La conception traditionnelle de la charité chrétienne, et de l’accueil, a été élaborée dans le contexte d’un monde peu peuplé. Elle doit aujourd’hui être repensée dans un monde de 8,2 milliards d’habitants, dont l’augmentation de 80 millions chaque année entraîne destruction de l’environnement, famines et guerres. C’est déjà ce à quoi appelait l’historien américain Lynn White dans son article « The future of compassion », publié en 1978. Selon lui, il en allait de la responsabilité que le christianisme pourrait avoir dans la catastrophe à venir.

Or, force est de constater que la démographie est toujours dans l’angle mort des prises de position théologique et ecclésiale sur l’immigration, alors qu’elle lui est intimement liée. En effet, les migrations vers les pays occidentaux ont presque toujours pour origine des ressources devenues insuffisantes au regard de la taille de la population, et leur partage par la force entraîne l’éviction des plus faibles.

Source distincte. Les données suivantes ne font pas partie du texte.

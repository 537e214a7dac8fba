//! Result iterator: the consumer side of a run.

use log::{debug, error};

use crate::filter::should_skip;
use crate::observer::LifecycleEvent;
use crate::types::Packet;
use crate::{Failure, PipelineState};

use super::orchestrator::Controller;

/// Lazy sequence of transformed items for one run.
///
/// The run starts on the first `next()` and stops when every worker has sent its closing
/// sentinel, when nothing arrives within `consumer_timeout`, or when this value is dropped.
/// Once exhausted it stays exhausted; call [`Pipeline::iter`](crate::Pipeline::iter) again for
/// a new run.
pub struct Results<I, O> {
    controller: Controller<I, O>,
    started: bool,
    finished: bool,
    draining: bool,
    sentinels: usize,
    yielded: usize,
}

impl<I, O> Results<I, O>
where
    I: Clone + Send + Sync + 'static,
    O: Send + 'static,
{
    pub(crate) fn new(controller: Controller<I, O>) -> Self {
        Self {
            controller,
            started: false,
            finished: false,
            draining: false,
            sentinels: 0,
            yielded: 0,
        }
    }

    pub fn state(&self) -> PipelineState {
        self.controller.state()
    }

    /// Failures absorbed so far in this run. Empty means every item was transformed.
    pub fn failures(&self) -> Vec<Failure> {
        self.controller.failures()
    }

    /// Items handed to the caller so far.
    pub fn yielded(&self) -> usize {
        self.yielded
    }

    /// True once the producer's `End` came through and only stragglers are being collected.
    pub fn is_draining(&self) -> bool {
        self.draining
    }

    /// Stop the run now. Later `next()` calls return `None`.
    pub fn stop(&mut self) {
        self.finish();
    }

    fn finish(&mut self) {
        if !self.finished {
            self.finished = true;
            self.controller.stop();
            debug!("results: {} items yielded", self.yielded);
        }
    }

    /// A worker forwarded its closing sentinel. When all have, every item is already behind us.
    fn on_worker_sentinel(&mut self, end: bool) -> bool {
        self.sentinels += 1;
        if end && !self.draining {
            self.draining = true;
            debug!("results: end received, draining remaining workers");
        }
        self.sentinels >= self.controller.n_workers()
    }

    /// Take what is already queued without waiting. Used once every worker has finished.
    fn next_flushed(&mut self) -> Option<O> {
        while let Some(packet) = self.controller.try_recv() {
            if let Packet::Item(item) = packet {
                if should_skip(self.controller.parts().skip_output.as_ref(), &item) {
                    continue;
                }
                return Some(item);
            }
        }
        None
    }
}

impl<I, O> Iterator for Results<I, O>
where
    I: Clone + Send + Sync + 'static,
    O: Send + 'static,
{
    type Item = O;

    fn next(&mut self) -> Option<O> {
        if self.finished {
            return None;
        }
        if !self.started {
            self.started = true;
            if let Err(e) = self.controller.start() {
                error!("failed to start pipeline: {:#}", e);
                self.finish();
                return None;
            }
        }

        let timeout = self.controller.config().consumer_timeout;
        loop {
            match self.controller.recv_packet(timeout) {
                Some(Packet::Item(item)) => {
                    if should_skip(self.controller.parts().skip_output.as_ref(), &item) {
                        continue;
                    }
                    self.yielded += 1;
                    return Some(item);
                }
                Some(Packet::End) => {
                    if self.on_worker_sentinel(true) {
                        break;
                    }
                }
                Some(Packet::Timeout) => {
                    if self.on_worker_sentinel(false) {
                        break;
                    }
                }
                None => {
                    // Workers may all have finished with a sentinel lost to a close race.
                    if self.controller.all_workers_done() {
                        if let Some(item) = self.next_flushed() {
                            self.yielded += 1;
                            return Some(item);
                        }
                    } else {
                        let remaining = self.controller.remaining_workers();
                        self.controller
                            .parts()
                            .emit(LifecycleEvent::ConsumerTimedOut { remaining });
                    }
                    break;
                }
            }
        }
        self.finish();
        None
    }
}

impl<I, O> std::iter::FusedIterator for Results<I, O>
where
    I: Clone + Send + Sync + 'static,
    O: Send + 'static,
{
}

Pourtant, les Églises continuent à répondre au drame migratoire selon les canons d’une éthique de conviction – « le chrétien fait son devoir, pour le résultat de l’action il s’en remet à Dieu » – en se contentant de parer à l’urgence humanitaire. Ce qui est contraire à l’Évangile, qui exhorte les chrétiens à agir de manière responsable, en répondant des conséquences prévisibles de leurs actes.

L’Église devrait s’opposer au tabou démographique entretenu par les pouvoirs publics et s’engager pour un volume de population écologiquement soutenable. Cela implique de ne pas se contenter de s’occuper des victimes de la surpopulation, mais d’arrêter son engrenage meurtrier.

Martin Rott, juriste, pour « L’œil de Réforme »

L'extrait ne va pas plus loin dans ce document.